Former Dunedin man Paul Trevathan is the crew chief for the KTM factory team and, in an average year, this intrepid Kiwi might spend nearly 10 months travelling around the world, on hand in the pits for the Austrian motorcycle manufacturer at more than 20 MotoGP world championship races.
He heads up a small but highly-skilled technical team that is focused on giving talented Spanish racer Pol Espargaro the best possible chance of scoring world championship points.
The just-turned 51-year-old Trevathan is based in Druten, in The Netherlands, living there with his wife, Nicole, and their two children, Niek and Eva.
It wasn’t what he originally thought he’d be doing with his life.
“I left New Zealand as a 21-year-old in 1991 with my then girlfriend and we had the plan of travelling around the world for a couple of years. I wasn’t planning on doing anything with bikes,” he said.
Trevathan had raced motocross in New Zealand since he was young and he became a motorcycle mechanic, but he never dreamed he’d end up in the hot-bed of motorcycle road-racing.
“The plan was just to move around, pick fruit for work and look at the world. At the end of 1991, I found myself in the Netherlands and at the Motocross des Nations, helping out the New Zealand boys. I ended up meeting the Missotten brothers who owned a motocross shop (like the Pro Circuit of Belgium). They offered me a job for the winter, and that’s how I ended up back in the bike world.
“Phew, a lot has happened when I look back. My first full-time year on the race circuits was in 1994. I worked with (New Zealand’s) Darryll King in the 500cc motocross world championships.
“Halfway through the year, he got injured and was out for the year. I was good friends with a man named Piero Slechten (owner of SPESS exhausts) and he gave me a job helping him develop the exhausts on the dyno. This is how I meet Jan de Groot (the team manger of the factory Kawasaki motocross team) and he offered me a mechanic’s job, working for American racer Tallon Vohland.
“I started with Kawasaki and was a mechanic for two years and then become chief mechanic and worked with Tallon, Stefan Everts, Fred Bolley, Yves Demaria, Sebastian Tortelli, Pit Beirer, Marnicq Bervoets, Michael Maschio and Steve Ramon.
“We actually won Kawasaki’s first world championship in motocross in 1995, with Everts, and then two more with Tortelli and one with Maschio. In all the other years we had guys on the podium.

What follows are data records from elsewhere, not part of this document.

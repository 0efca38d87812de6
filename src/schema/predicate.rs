//! Predicate support for conditional requirements and custom constraints
//!
//! Predicates are synchronous, side-effect-free functions over read-only
//! input. A predicate signals "constraint not satisfied" by returning
//! `Ok(false)`; an `Err` means the predicate itself is broken and is
//! surfaced as a configuration error, never as a validation failure.

use std::collections::HashMap;
use std::fmt;
use std::sync::Arc;

use serde_json::{Map, Value};

/// Error raised by a predicate that could not evaluate its input.
///
/// Distinct from a `false` result: `false` rejects the document,
/// a `PredicateError` indicts the schema.
#[derive(Debug, Clone)]
pub struct PredicateError {
    message: String,
}

impl PredicateError {
    pub fn new(message: impl Into<String>) -> Self {
        Self {
            message: message.into(),
        }
    }

    pub fn message(&self) -> &str {
        &self.message
    }
}

impl fmt::Display for PredicateError {
    fn fmt(&self, f: &mut fmt::Formatter<'_>) -> fmt::Result {
        write!(f, "{}", self.message)
    }
}

impl std::error::Error for PredicateError {}

/// Predicate over the whole candidate document.
///
/// Used to resolve conditional requirements ("price is required only if
/// inPrint is true"). Receives the full original document, never partial
/// validation state.
pub type DocPredicate = Arc<dyn Fn(&Map<String, Value>) -> Result<bool, PredicateError> + Send + Sync>;

/// Predicate over a single field value, with the whole document as context.
pub type ValuePredicate =
    Arc<dyn Fn(&Value, &Map<String, Value>) -> Result<bool, PredicateError> + Send + Sync>;

/// Named predicate registry.
///
/// Schema files reference custom predicates by name; the registry maps
/// those names to process-local functions. A schema naming an unregistered
/// predicate fails to compile.
pub struct PredicateRegistry {
    predicates: HashMap<String, ValuePredicate>,
}

impl PredicateRegistry {
    /// Creates an empty registry.
    pub fn new() -> Self {
        Self {
            predicates: HashMap::new(),
        }
    }

    /// Creates a registry pre-loaded with the built-in predicates.
    pub fn with_builtins() -> Self {
        let mut registry = Self::new();
        registry.register("isbn10_check_digit", Arc::new(isbn10_check_digit));
        registry
    }

    /// Registers a predicate under a name, replacing any previous entry.
    pub fn register(&mut self, name: impl Into<String>, predicate: ValuePredicate) {
        self.predicates.insert(name.into(), predicate);
    }

    /// Looks up a predicate by name.
    pub fn get(&self, name: &str) -> Option<&ValuePredicate> {
        self.predicates.get(name)
    }

    /// Returns whether a predicate with this name is registered.
    pub fn contains(&self, name: &str) -> bool {
        self.predicates.contains_key(name)
    }
}

impl Default for PredicateRegistry {
    fn default() -> Self {
        Self::new()
    }
}

/// Built-in ISBN-10 check-digit predicate.
///
/// The pattern constraint covers the shape (`^\d{9}(\d|X)$`); this covers the
/// arithmetic: the weighted sum of all ten digits must be divisible by 11,
/// with `X` standing for 10 in the final position.
fn isbn10_check_digit(value: &Value, _document: &Map<String, Value>) -> Result<bool, PredicateError> {
    let text = match value.as_str() {
        Some(s) => s,
        None => return Ok(false),
    };

    if text.len() != 10 {
        return Ok(false);
    }

    let mut sum: u32 = 0;
    for (i, c) in text.chars().enumerate() {
        let digit = match c {
            '0'..='9' => c as u32 - '0' as u32,
            'X' if i == 9 => 10,
            _ => return Ok(false),
        };
        sum += digit * (10 - i as u32);
    }

    Ok(sum % 11 == 0)
}
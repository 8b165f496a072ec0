use std::fmt;

use evalexpr::EvalexprError;

/// Which per-parameter mapping a fit was missing an entry in.
#[derive(Debug, Clone, Copy, PartialEq, Eq)]
pub enum ParameterSpec {
    Initial,
    Bound,
    Spread,
}

impl fmt::Display for ParameterSpec {
    fn fmt(&self, f: &mut fmt::Formatter<'_>) -> fmt::Result {
        f.write_str(match self {
            Self::Initial => "initial value",
            Self::Bound => "bound",
            Self::Spread => "spread",
        })
    }
}

/// Errors raised while fitting an equation to data.
#[derive(Debug, thiserror::Error)]
pub enum Error {
    #[error("failed to parse equation `{equation}`")]
    Parse {
        equation: String,
        #[source]
        source: EvalexprError,
    },

    /// A parameter of the equation has no initial value, bound, or spread.
    #[error("parameter `{name}` has no {spec}")]
    MissingParameterSpec { name: String, spec: ParameterSpec },

    #[error("data column `{name}` has {got} rows, expected {expected}")]
    DataLength {
        name: String,
        got: usize,
        expected: usize,
    },

    #[error("target must not be empty")]
    EmptyTarget,

    #[error("got {got} parameter values for {expected} parameter names")]
    ParameterCount { got: usize, expected: usize },

    #[error("failed to evaluate equation at row {row}")]
    Evaluation {
        row: usize,
        #[source]
        source: EvalexprError,
    },

    #[error(transparent)]
    Optimizer(#[from] curvefit_core::Error),
}
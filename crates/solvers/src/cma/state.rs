use nalgebra::{DMatrix, DVector, SymmetricEigen};
use rand::Rng;
use rand_distr::{Distribution, StandardNormal};

/// Search distribution and its learning rates.
///
/// The covariance is kept as `C = B diag(D²) Bᵀ`, refreshed after every
/// update.
pub(super) struct State {
    dim: usize,
    lambda: usize,
    weights: Vec<f64>,
    mu_eff: f64,
    c_sigma: f64,
    d_sigma: f64,
    c_c: f64,
    c_1: f64,
    c_mu: f64,
    expected_norm: f64,
    pub(super) mean: DVector<f64>,
    pub(super) sigma: f64,
    pub(super) sigma0: f64,
    cov: DMatrix<f64>,
    basis: DMatrix<f64>,
    scale: DVector<f64>,
    p_sigma: DVector<f64>,
    pub(super) p_c: DVector<f64>,
    generation: usize,
    /// Set when the covariance could not be decomposed.
    pub(super) degenerate: bool,
}

impl State {
    /// Creates the distribution around `x0` with covariance `diag(stds²)`.
    pub(super) fn new(x0: &[f64], sigma0: f64, stds: &[f64], lambda: usize) -> Self {
        let dim = x0.len();
        #[allow(clippy::cast_precision_loss)]
        let n = dim as f64;

        let mu = lambda / 2;
        #[allow(clippy::cast_precision_loss)]
        let raw: Vec<f64> = (0..mu)
            .map(|i| (mu as f64 + 0.5).ln() - ((i + 1) as f64).ln())
            .collect();
        let total: f64 = raw.iter().sum();
        let weights: Vec<f64> = raw.iter().map(|w| w / total).collect();
        let mu_eff = 1.0 / weights.iter().map(|w| w * w).sum::<f64>();

        let c_sigma = (mu_eff + 2.0) / (n + mu_eff + 5.0);
        let d_sigma = 1.0 + 2.0 * (((mu_eff - 1.0) / (n + 1.0)).sqrt() - 1.0).max(0.0) + c_sigma;
        let c_c = (4.0 + mu_eff / n) / (n + 4.0 + 2.0 * mu_eff / n);
        let c_1 = 2.0 / ((n + 1.3).powi(2) + mu_eff);
        let c_mu =
            (2.0 * (mu_eff - 2.0 + 1.0 / mu_eff) / ((n + 2.0).powi(2) + mu_eff)).min(1.0 - c_1);
        let expected_norm = n.sqrt() * (1.0 - 1.0 / (4.0 * n) + 1.0 / (21.0 * n.powi(2)));

        let scale = DVector::from_column_slice(stds);
        Self {
            dim,
            lambda,
            weights,
            mu_eff,
            c_sigma,
            d_sigma,
            c_c,
            c_1,
            c_mu,
            expected_norm,
            mean: DVector::from_column_slice(x0),
            sigma: sigma0,
            sigma0,
            cov: DMatrix::from_diagonal(&scale.map(|s| s * s)),
            basis: DMatrix::identity(dim, dim),
            scale,
            p_sigma: DVector::zeros(dim),
            p_c: DVector::zeros(dim),
            generation: 0,
            degenerate: false,
        }
    }

    pub(super) fn lambda(&self) -> usize {
        self.lambda
    }

    pub(super) fn mu(&self) -> usize {
        self.weights.len()
    }

    pub(super) fn c_sigma(&self) -> f64 {
        self.c_sigma
    }

    pub(super) fn d_sigma(&self) -> f64 {
        self.d_sigma
    }

    /// Draws `lambda` candidates `x = m + σ B (D ⊙ z)` with `z ~ N(0, I)`.
    pub(super) fn sample(&self, rng: &mut impl Rng) -> Vec<DVector<f64>> {
        let transform = &self.basis * DMatrix::from_diagonal(&self.scale);
        (0..self.lambda)
            .map(|_| {
                let z: DVector<f64> =
                    DVector::from_iterator(self.dim, (0..self.dim).map(|_| StandardNormal.sample(&mut *rng)));
                &self.mean + self.sigma * &transform * z
            })
            .collect()
    }

    /// Moves the distribution toward the `mu` best candidates.
    ///
    /// `ranked` lists candidate indices best first.
    pub(super) fn update(&mut self, population: &[DVector<f64>], ranked: &[usize]) {
        let old_mean = self.mean.clone();
        let steps: Vec<DVector<f64>> = ranked
            .iter()
            .take(self.mu())
            .map(|&k| (&population[k] - &old_mean) / self.sigma)
            .collect();

        let mut y_w: DVector<f64> = DVector::zeros(self.dim);
        for (w, y) in self.weights.iter().zip(&steps) {
            y_w += *w * y;
        }
        self.mean = &old_mean + self.sigma * &y_w;

        let inv_sqrt = &self.basis
            * DMatrix::from_diagonal(&self.scale.map(|d| 1.0 / d))
            * self.basis.transpose();
        self.p_sigma = (1.0 - self.c_sigma) * &self.p_sigma
            + (self.c_sigma * (2.0 - self.c_sigma) * self.mu_eff).sqrt() * inv_sqrt * &y_w;

        self.generation += 1;
        #[allow(clippy::cast_precision_loss)]
        let decay = 1.0 - (1.0 - self.c_sigma).powf(2.0 * self.generation as f64);
        let p_sigma_norm = self.p_sigma.norm();
        #[allow(clippy::cast_precision_loss)]
        let stalled = p_sigma_norm / decay.sqrt() / self.expected_norm
            >= 1.4 + 2.0 / (self.dim as f64 + 1.0);
        let h_sigma = if stalled { 0.0 } else { 1.0 };

        self.p_c = (1.0 - self.c_c) * &self.p_c
            + h_sigma * (self.c_c * (2.0 - self.c_c) * self.mu_eff).sqrt() * &y_w;

        let mut rank_mu: DMatrix<f64> = DMatrix::zeros(self.dim, self.dim);
        for (w, y) in self.weights.iter().zip(&steps) {
            rank_mu += *w * y * y.transpose();
        }
        let delta_h = (1.0 - h_sigma) * self.c_c * (2.0 - self.c_c);
        self.cov = (1.0 - self.c_1 - self.c_mu + self.c_1 * delta_h) * &self.cov
            + self.c_1 * &self.p_c * self.p_c.transpose()
            + self.c_mu * rank_mu;
        self.cov = (&self.cov + self.cov.transpose()) * 0.5;

        self.sigma *= ((self.c_sigma / self.d_sigma) * (p_sigma_norm / self.expected_norm - 1.0)).exp();

        self.decompose();
    }

    /// Scales the step size, used to escape flat fitness.
    pub(super) fn inflate_sigma(&mut self, factor: f64) {
        self.sigma *= factor;
    }

    fn decompose(&mut self) {
        if self.cov.iter().any(|c| !c.is_finite()) {
            self.degenerate = true;
            return;
        }
        match SymmetricEigen::try_new(self.cov.clone(), f64::EPSILON, 10_000) {
            Some(eigen) => {
                self.scale = eigen.eigenvalues.map(|v| v.max(f64::MIN_POSITIVE).sqrt());
                self.basis = eigen.eigenvectors;
            }
            None => self.degenerate = true,
        }
    }

    /// Per-dimension standard deviations, `σ sqrt(diag(C))`.
    pub(super) fn stds(&self) -> Vec<f64> {
        self.cov.diagonal().iter().map(|c| self.sigma * c.sqrt()).collect()
    }

    /// Largest and smallest axis lengths of the distribution, `max(D)` and `min(D)`.
    pub(super) fn axis_range(&self) -> (f64, f64) {
        (self.scale.max(), self.scale.min())
    }
}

“My road racing career started in 2004, I stared working as a crew chief for Peter Clifford’s WCM MotoGP team, with riders Chris Burns and James Ellison. It was a massive step coming from motocross to road racing without any experience, especially in that position, but Peter believed I could do it, and he gave me all the tools to learn and that was something I needed to do quickly.

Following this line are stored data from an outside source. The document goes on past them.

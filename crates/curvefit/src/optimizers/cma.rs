use std::any::Any;

use curvefit_core::{
    Action, BuildOptimizer, Error, Iteration, OptimizeResult, Optimizer, OptimizerBase, Options,
    Value,
};
use curvefit_solvers::cma::{self, RunLimits};

use super::checked;

const STDS: &str = "stds";
const MIN_ITERATIONS: &str = "min_iterations";
const N_JOBS: &str = "n_jobs";
const VERB_DISP: &str = "verb_disp";

/// Named accessors for the evolution strategy adapter's options.
pub trait CmaOptions {
    /// Initial per-parameter spread.
    fn stds(&self) -> Option<Vec<f64>>;

    fn set_stds(&mut self, stds: Vec<f64>) -> &mut Self;

    /// Generations to run before a termination criterion may end the run.
    fn min_iterations(&self) -> Option<usize>;

    /// Worker threads for objective evaluation.
    fn n_jobs(&self) -> Option<usize>;

    /// Log progress every this many generations; `0` disables progress lines.
    fn verb_disp(&self) -> Option<usize>;
}

impl CmaOptions for Options {
    fn stds(&self) -> Option<Vec<f64>> {
        self.get(STDS).and_then(Value::as_list)
    }

    fn set_stds(&mut self, stds: Vec<f64>) -> &mut Self {
        self.insert(STDS, stds);
        self
    }

    fn min_iterations(&self) -> Option<usize> {
        self.get(MIN_ITERATIONS).and_then(Value::as_usize)
    }

    fn n_jobs(&self) -> Option<usize> {
        self.get(N_JOBS).and_then(Value::as_usize)
    }

    fn verb_disp(&self) -> Option<usize> {
        self.get(VERB_DISP).and_then(Value::as_usize)
    }
}

/// CMA-ES adapter.
///
/// `stds` is taken out of the options at setup and passed to the backend as
/// its per-dimension initial spread. Keys the backend does not know are
/// dropped before the run. The initial step size is fixed at
/// [`CmaEsOptimizer::SIGMA0`], so `stds` sets the actual search scale.
pub struct CmaEsOptimizer {
    base: OptimizerBase,
    stds: Option<Vec<f64>>,
}

impl CmaEsOptimizer {
    pub const NAME: &'static str = "PYCMA-CMAES";

    pub const SIGMA0: f64 = 1.0;

    #[must_use]
    pub fn stds(&self) -> Option<&[f64]> {
        self.stds.as_deref()
    }

    fn limits(&self) -> Result<RunLimits, Error> {
        let options = self.base.options();
        let count = |key, value| checked(options, key, value, "a non-negative integer");

        Ok(RunLimits {
            iterations: options.maxiter(),
            maxfun: options.maxfun(),
            min_iterations: count(MIN_ITERATIONS, options.min_iterations())?.unwrap_or(1),
            verb_disp: count(VERB_DISP, options.verb_disp())?,
            n_jobs: count(N_JOBS, options.n_jobs())?.unwrap_or(1).max(1),
        })
    }

    /// The merged options reduced to what the backend accepts, plus the
    /// spread and bounds in its layout.
    fn backend_options(&self) -> Options {
        let mut options = self.base.options().clone();

        let dropped: Vec<&str> = self
            .base
            .options()
            .keys()
            .filter(|key| !cma::accepts(key))
            .collect();
        if !dropped.is_empty() {
            log::debug!("{}: dropping options {dropped:?}", Self::NAME);
        }
        options.retain(cma::accepts);

        if let Some(stds) = &self.stds {
            options.insert("CMA_stds", stds.clone());
        }
        if let Some(bounds) = self.base.bounds() {
            let (lower, upper): (Vec<f64>, Vec<f64>) = bounds.iter().copied().unzip();
            options.insert("bounds", vec![lower, upper]);
        }
        options
    }
}

impl BuildOptimizer for CmaEsOptimizer {
    fn defaults() -> Options {
        Options::new()
            .with(MIN_ITERATIONS, 10)
            .with(N_JOBS, 1)
            .with(VERB_DISP, 100)
    }

    fn setup(mut base: OptimizerBase) -> Result<Self, Error> {
        let stds = checked(base.options(), STDS, base.options().stds(), "a list of numbers")?;
        base.options_mut().pop(STDS);
        Ok(Self { base, stds })
    }
}

impl Optimizer for CmaEsOptimizer {
    fn base(&self) -> &OptimizerBase {
        &self.base
    }

    fn base_mut(&mut self) -> &mut OptimizerBase {
        &mut self.base
    }

    fn optimize(&mut self) -> Result<OptimizeResult, Error> {
        let limits = self.limits()?;
        let options = self.backend_options();
        let objective = self.base.objective().clone();
        let x0 = self.base.x0().to_vec();

        let mut callback = self.base.take_callback();
        let run = cma::minimize(
            |x: &[f64]| objective.call(x),
            &x0,
            Self::SIGMA0,
            &options,
            &limits,
            |event: &cma::Event<'_>| {
                let iteration = Iteration {
                    iteration: event.iteration,
                    evaluations: event.evaluations,
                    x: event.xbest,
                    fun: event.fbest,
                };
                callback
                    .as_deref_mut()?
                    .observe(&iteration)
                    .map(|Action::StopEarly| cma::Action::StopEarly)
            },
        );
        self.base.restore_callback(callback);

        let solution = run.map_err(Error::backend)?;
        Ok(OptimizeResult {
            x: solution.xbest,
            stds: solution.stds,
            fun: solution.fbest,
            nfev: solution.evaluations,
            nit: solution.iterations,
            sigma: Some(solution.sigma),
            evals_best: Some(solution.evals_best),
            stop: Some(solution.stop),
            ..OptimizeResult::default()
        })
    }

    fn as_any(&self) -> &dyn Any {
        self
    }
}

#[cfg(test)]
mod tests {
    use std::convert::Infallible;

    use curvefit_core::{Objective, Problem};

    use super::*;

    fn sphere() -> Objective {
        Objective::new(|x: &[f64]| Ok::<_, Infallible>(x.iter().map(|v| (v - 0.5).powi(2)).sum()))
    }

    fn problem() -> Problem {
        Problem::new(sphere(), vec![0.0, 0.0, 0.0])
            .option("seed", 3)
            .option("verbose", -9)
    }

    #[test]
    fn setup_takes_out_stds() {
        let optimizer = CmaEsOptimizer::build(problem().option(STDS, vec![0.1, 0.2, 0.3])).unwrap();

        assert_eq!(optimizer.stds(), Some([0.1, 0.2, 0.3].as_slice()));
        assert!(!optimizer.options().contains(STDS));
        assert_eq!(optimizer.options().min_iterations(), Some(10));
        assert_eq!(optimizer.options().n_jobs(), Some(1));
        assert_eq!(optimizer.options().verb_disp(), Some(100));
    }

    #[test]
    fn backend_sees_only_known_options() {
        let problem = problem()
            .bounds(vec![(0.0, 1.0), (-1.0, 1.0), (0.0, 2.0)])
            .option(STDS, vec![0.1, 0.1, 0.1])
            .option("gtol", 1e-6);
        let optimizer = CmaEsOptimizer::build(problem).unwrap();

        let options = optimizer.backend_options();
        assert!(options.keys().all(cma::accepts));
        assert!(!options.contains("gtol"));
        assert!(!options.contains(N_JOBS));
        assert_eq!(
            options.get("bounds").and_then(Value::as_table),
            Some([vec![0.0, -1.0, 0.0], vec![1.0, 1.0, 2.0]].as_slice())
        );
        assert_eq!(
            options.get("CMA_stds").and_then(Value::as_list),
            Some(vec![0.1, 0.1, 0.1])
        );
    }

    #[test]
    fn unbounded_runs_pass_no_bounds() {
        let optimizer = CmaEsOptimizer::build(problem()).unwrap();
        assert!(!optimizer.backend_options().contains("bounds"));
    }

    #[test]
    fn fills_evolution_strategy_fields() {
        let result = CmaEsOptimizer::fmin(problem().option(STDS, vec![0.3, 0.3, 0.3])).unwrap();

        assert!(result.fun < 1e-8);
        for x in &result.x {
            assert!((x - 0.5).abs() < 1e-3);
        }
        assert_eq!(result.stds.len(), 3);
        assert!(result.nfev >= result.evals_best.unwrap());
        assert!(result.nit >= 10);
        assert!(result.sigma.is_some());
        assert!(!result.stop.unwrap().is_empty());
        assert_eq!(result.success, None);
    }

    #[test]
    fn callback_sees_generations_and_can_stop() {
        let problem = problem().callback(|it: &Iteration<'_>| {
            assert_eq!(it.x.len(), 3);
            (it.iteration == 4).then_some(Action::StopEarly)
        });
        let mut optimizer = CmaEsOptimizer::build(problem).unwrap();

        let result = optimizer.optimize().unwrap();
        assert_eq!(result.nit, 4);
        assert!(result.stop.unwrap().contains_key("callback"));
        assert!(optimizer.base().has_callback());
    }

    #[test]
    fn rejects_malformed_adapter_options() {
        let error = CmaEsOptimizer::build(problem().option(STDS, "wide")).err().unwrap();
        assert!(matches!(error, Error::InvalidOption { ref key, .. } if key == STDS));

        let mut optimizer = CmaEsOptimizer::build(problem().option(N_JOBS, -2)).unwrap();
        let error = optimizer.optimize().unwrap_err();
        assert!(matches!(error, Error::InvalidOption { ref key, .. } if key == N_JOBS));
    }

    #[test]
    fn backend_errors_pass_through() {
        let failing = Objective::new(|_: &[f64]| Err::<f64, _>("model blew up"));
        let error = CmaEsOptimizer::fmin(Problem::new(failing, vec![0.0]).option("verbose", -9))
            .unwrap_err();

        let Error::Backend(source) = error else {
            panic!("expected a backend error");
        };
        assert!(matches!(
            source.downcast_ref::<cma::Error>(),
            Some(cma::Error::Objective(inner)) if inner.to_string() == "model blew up"
        ));
    }
}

“Finally Peter needed to close the team at the end of 2005 as he couldn’t find enough sponsorship to continue. At that stage, (shock absorber company) Ohlins approached me to come and work as a suspension technician. So, from 2006 until 2014, I worked for them, first with the Aprilia group in the 125 and 250 classes and up to six different riders and teams (too long a rider list to mention) and then when Honda switched to Ohlins in MotoGP, I went there to work with (Spain’s) Dani Pedrosa.
“At the end of 2014, KTM approached me to come and work there. They were just starting to work on their MotoGP project, and they wanted me to join that. But 2015 was too early to get completely involved, so I did one year as track support for their Moto3 project, working with Miquel Olivera and Brad Binder.
“From 2016, I have been working as a Crew Chief in KTM’s MotoGP project, 2016 with Mika Kallio and since 2017 with Pol Espargaro.”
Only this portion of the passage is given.